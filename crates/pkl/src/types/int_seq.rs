use std::fmt;

use serde::{Deserialize, Serialize};

/// A lazy integer sequence `start..=end` with a step.
///
/// Never materialized: iteration yields values on demand, and the value
/// is not exportable to the host.
#[derive(Debug, Clone, Copy, PartialEq, Eq, Hash, Serialize, Deserialize)]
pub struct IntSeq {
    pub start: i64,
    pub end: i64,
    pub step: i64,
}

impl IntSeq {
    /// A sequence with step 1 (or -1 for descending bounds is not a
    /// thing: an empty sequence results when `end < start`).
    #[must_use]
    pub fn new(start: i64, end: i64) -> Self {
        Self { start, end, step: 1 }
    }

    /// The same bounds with a different step. Callers validate that
    /// `step != 0` before constructing.
    #[must_use]
    pub fn with_step(self, step: i64) -> Self {
        Self { step, ..self }
    }

    #[must_use]
    pub fn len(&self) -> u64 {
        if self.step > 0 {
            if self.start > self.end {
                0
            } else {
                (self.end - self.start) as u64 / self.step as u64 + 1
            }
        } else if self.start < self.end {
            0
        } else {
            (self.start - self.end) as u64 / self.step.unsigned_abs() + 1
        }
    }

    #[must_use]
    pub fn is_empty(&self) -> bool {
        self.len() == 0
    }

    #[must_use]
    pub fn contains(&self, value: i64) -> bool {
        self.iter().any(|v| v == value)
    }

    pub fn iter(&self) -> impl Iterator<Item = i64> + use<> {
        let step = self.step;
        let mut current = self.start;
        let mut remaining = self.len();
        std::iter::from_fn(move || {
            if remaining == 0 {
                return None;
            }
            remaining -= 1;
            let value = current;
            current = current.wrapping_add(step);
            Some(value)
        })
    }
}

impl fmt::Display for IntSeq {
    fn fmt(&self, f: &mut fmt::Formatter<'_>) -> fmt::Result {
        if self.step == 1 {
            write!(f, "IntSeq({}, {})", self.start, self.end)
        } else {
            write!(f, "IntSeq({}, {}).step({})", self.start, self.end, self.step)
        }
    }
}

#[cfg(test)]
mod tests {
    use super::*;

    #[test]
    fn ascending_sequence() {
        let seq = IntSeq::new(1, 4);
        assert_eq!(seq.iter().collect::<Vec<_>>(), vec![1, 2, 3, 4]);
        assert_eq!(seq.len(), 4);
    }

    #[test]
    fn stepped_sequence() {
        let seq = IntSeq::new(0, 10).with_step(3);
        assert_eq!(seq.iter().collect::<Vec<_>>(), vec![0, 3, 6, 9]);
    }

    #[test]
    fn descending_sequence() {
        let seq = IntSeq::new(5, 1).with_step(-2);
        assert_eq!(seq.iter().collect::<Vec<_>>(), vec![5, 3, 1]);
    }

    #[test]
    fn empty_sequences() {
        assert!(IntSeq::new(3, 1).is_empty());
        assert!(IntSeq::new(1, 3).with_step(-1).is_empty());
        assert!(!IntSeq::new(2, 2).is_empty());
    }
}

——————

Task objective.
Look through the data and show every line containing "bool".

Answer below.
    pub fn is_empty(&self) -> bool {
    pub fn contains(&self, value: i64) -> bool {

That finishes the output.